What you are asked to do = Set down word for word each line from the start of the listing through the line that contains "request is abandoned", both included.

- Opening Delimiter -

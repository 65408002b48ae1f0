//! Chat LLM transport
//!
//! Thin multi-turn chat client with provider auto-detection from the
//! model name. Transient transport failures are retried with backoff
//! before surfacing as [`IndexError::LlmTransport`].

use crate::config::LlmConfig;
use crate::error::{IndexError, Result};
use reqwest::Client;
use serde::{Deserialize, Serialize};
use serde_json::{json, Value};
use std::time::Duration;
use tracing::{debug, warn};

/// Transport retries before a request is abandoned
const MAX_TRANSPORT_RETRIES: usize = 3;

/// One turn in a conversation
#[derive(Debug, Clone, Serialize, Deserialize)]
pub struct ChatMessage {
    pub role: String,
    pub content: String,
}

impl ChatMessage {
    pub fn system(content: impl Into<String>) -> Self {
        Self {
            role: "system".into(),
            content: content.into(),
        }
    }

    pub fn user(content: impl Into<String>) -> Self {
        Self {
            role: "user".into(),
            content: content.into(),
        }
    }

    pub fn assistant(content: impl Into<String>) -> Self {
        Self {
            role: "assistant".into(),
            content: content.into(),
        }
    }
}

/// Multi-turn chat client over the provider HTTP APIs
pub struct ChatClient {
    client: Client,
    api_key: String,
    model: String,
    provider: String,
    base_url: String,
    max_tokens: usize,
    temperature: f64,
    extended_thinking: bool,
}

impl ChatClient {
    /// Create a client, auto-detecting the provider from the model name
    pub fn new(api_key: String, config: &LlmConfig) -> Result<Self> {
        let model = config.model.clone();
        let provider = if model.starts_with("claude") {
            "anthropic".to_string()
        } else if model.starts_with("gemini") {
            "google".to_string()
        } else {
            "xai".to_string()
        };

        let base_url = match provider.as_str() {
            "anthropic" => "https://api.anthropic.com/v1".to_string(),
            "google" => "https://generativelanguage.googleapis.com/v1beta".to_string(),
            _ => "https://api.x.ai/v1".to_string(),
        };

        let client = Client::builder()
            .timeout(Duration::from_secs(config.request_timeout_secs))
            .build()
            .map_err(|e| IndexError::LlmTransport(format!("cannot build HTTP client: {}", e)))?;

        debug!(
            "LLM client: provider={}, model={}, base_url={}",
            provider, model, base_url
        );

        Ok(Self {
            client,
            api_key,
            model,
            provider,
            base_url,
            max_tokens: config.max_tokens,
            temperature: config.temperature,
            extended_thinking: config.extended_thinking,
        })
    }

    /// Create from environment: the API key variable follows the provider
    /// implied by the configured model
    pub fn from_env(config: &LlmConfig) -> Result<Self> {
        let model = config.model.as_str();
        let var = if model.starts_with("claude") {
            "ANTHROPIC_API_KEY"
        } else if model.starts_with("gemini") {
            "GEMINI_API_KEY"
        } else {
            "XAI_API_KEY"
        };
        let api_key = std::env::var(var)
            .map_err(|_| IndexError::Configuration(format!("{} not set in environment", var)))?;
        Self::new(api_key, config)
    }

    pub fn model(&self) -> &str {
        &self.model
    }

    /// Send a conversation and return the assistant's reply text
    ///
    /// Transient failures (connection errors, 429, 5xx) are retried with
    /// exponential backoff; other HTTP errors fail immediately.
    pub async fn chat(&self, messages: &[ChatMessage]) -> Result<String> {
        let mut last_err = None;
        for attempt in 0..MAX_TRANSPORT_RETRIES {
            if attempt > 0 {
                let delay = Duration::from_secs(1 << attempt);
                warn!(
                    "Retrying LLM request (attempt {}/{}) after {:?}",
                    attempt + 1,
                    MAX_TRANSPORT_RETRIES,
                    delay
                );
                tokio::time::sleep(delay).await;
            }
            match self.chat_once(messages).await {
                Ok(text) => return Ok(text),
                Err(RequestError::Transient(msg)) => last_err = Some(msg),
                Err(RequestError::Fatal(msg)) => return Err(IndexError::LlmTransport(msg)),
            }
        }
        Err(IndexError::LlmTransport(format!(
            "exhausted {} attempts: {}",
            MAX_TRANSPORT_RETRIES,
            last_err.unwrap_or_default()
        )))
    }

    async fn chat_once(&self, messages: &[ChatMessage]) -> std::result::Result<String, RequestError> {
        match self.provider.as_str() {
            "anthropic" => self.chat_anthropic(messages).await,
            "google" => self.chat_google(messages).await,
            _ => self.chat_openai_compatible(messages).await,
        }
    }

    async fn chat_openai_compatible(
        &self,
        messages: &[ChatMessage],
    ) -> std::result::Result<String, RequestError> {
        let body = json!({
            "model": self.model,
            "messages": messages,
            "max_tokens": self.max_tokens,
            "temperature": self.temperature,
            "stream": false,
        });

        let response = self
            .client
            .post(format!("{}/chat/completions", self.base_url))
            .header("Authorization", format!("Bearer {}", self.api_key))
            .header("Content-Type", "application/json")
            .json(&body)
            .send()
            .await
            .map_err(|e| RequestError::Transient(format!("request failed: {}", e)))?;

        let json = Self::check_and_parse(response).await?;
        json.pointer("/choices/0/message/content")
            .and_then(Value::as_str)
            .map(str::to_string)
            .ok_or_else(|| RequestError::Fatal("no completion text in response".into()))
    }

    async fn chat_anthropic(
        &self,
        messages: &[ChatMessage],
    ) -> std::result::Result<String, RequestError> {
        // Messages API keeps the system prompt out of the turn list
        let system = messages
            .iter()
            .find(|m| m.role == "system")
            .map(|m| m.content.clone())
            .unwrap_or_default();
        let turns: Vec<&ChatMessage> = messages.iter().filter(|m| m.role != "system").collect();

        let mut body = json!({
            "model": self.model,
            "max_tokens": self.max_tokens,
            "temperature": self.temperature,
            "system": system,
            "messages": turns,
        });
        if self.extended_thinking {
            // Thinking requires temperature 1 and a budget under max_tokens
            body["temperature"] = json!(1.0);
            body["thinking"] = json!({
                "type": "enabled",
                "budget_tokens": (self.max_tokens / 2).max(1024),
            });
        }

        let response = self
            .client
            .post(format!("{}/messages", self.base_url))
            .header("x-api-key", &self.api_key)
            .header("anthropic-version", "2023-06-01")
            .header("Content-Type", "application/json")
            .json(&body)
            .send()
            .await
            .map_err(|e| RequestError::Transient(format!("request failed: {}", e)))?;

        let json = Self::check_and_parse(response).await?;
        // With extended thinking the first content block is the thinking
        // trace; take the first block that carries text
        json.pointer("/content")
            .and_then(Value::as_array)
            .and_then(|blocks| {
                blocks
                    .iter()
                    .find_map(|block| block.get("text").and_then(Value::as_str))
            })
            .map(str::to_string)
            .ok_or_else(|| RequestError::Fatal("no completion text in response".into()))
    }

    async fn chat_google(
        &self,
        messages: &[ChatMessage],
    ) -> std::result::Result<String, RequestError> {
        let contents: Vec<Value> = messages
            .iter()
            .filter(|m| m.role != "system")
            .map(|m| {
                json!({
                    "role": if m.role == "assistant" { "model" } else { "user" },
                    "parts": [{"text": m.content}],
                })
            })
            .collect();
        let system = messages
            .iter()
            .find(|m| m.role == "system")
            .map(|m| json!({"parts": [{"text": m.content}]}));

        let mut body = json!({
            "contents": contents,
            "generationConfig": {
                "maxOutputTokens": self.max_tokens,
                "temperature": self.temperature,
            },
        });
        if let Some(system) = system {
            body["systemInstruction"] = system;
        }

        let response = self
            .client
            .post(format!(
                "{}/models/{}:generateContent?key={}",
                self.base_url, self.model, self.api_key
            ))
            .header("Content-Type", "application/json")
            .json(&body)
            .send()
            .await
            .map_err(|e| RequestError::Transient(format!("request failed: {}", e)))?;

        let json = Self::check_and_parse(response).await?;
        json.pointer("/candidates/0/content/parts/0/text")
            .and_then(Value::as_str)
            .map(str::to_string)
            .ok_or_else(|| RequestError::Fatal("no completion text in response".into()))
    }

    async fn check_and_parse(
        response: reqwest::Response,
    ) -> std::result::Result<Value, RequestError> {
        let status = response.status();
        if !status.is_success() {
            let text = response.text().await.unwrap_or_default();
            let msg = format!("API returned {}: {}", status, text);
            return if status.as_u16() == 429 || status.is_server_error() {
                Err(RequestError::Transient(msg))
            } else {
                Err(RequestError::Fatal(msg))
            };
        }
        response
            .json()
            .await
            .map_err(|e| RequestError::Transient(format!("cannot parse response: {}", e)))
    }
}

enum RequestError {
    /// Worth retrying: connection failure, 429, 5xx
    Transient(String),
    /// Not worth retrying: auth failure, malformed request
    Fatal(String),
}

- Closing Delimiter -

Response =
repository 65408002b48ae1f0
//! Chat LLM transport
//!
//! Thin multi-turn chat client with provider auto-detection from the
//! model name. Transient transport failures are retried with backoff
//! before surfacing as [`IndexError::LlmTransport`].

use crate::config::LlmConfig;
use crate::error::{IndexError, Result};
use reqwest::Client;
use serde::{Deserialize, Serialize};
use serde_json::{json, Value};
use std::time::Duration;
use tracing::{debug, warn};

/// Transport retries before a request is abandoned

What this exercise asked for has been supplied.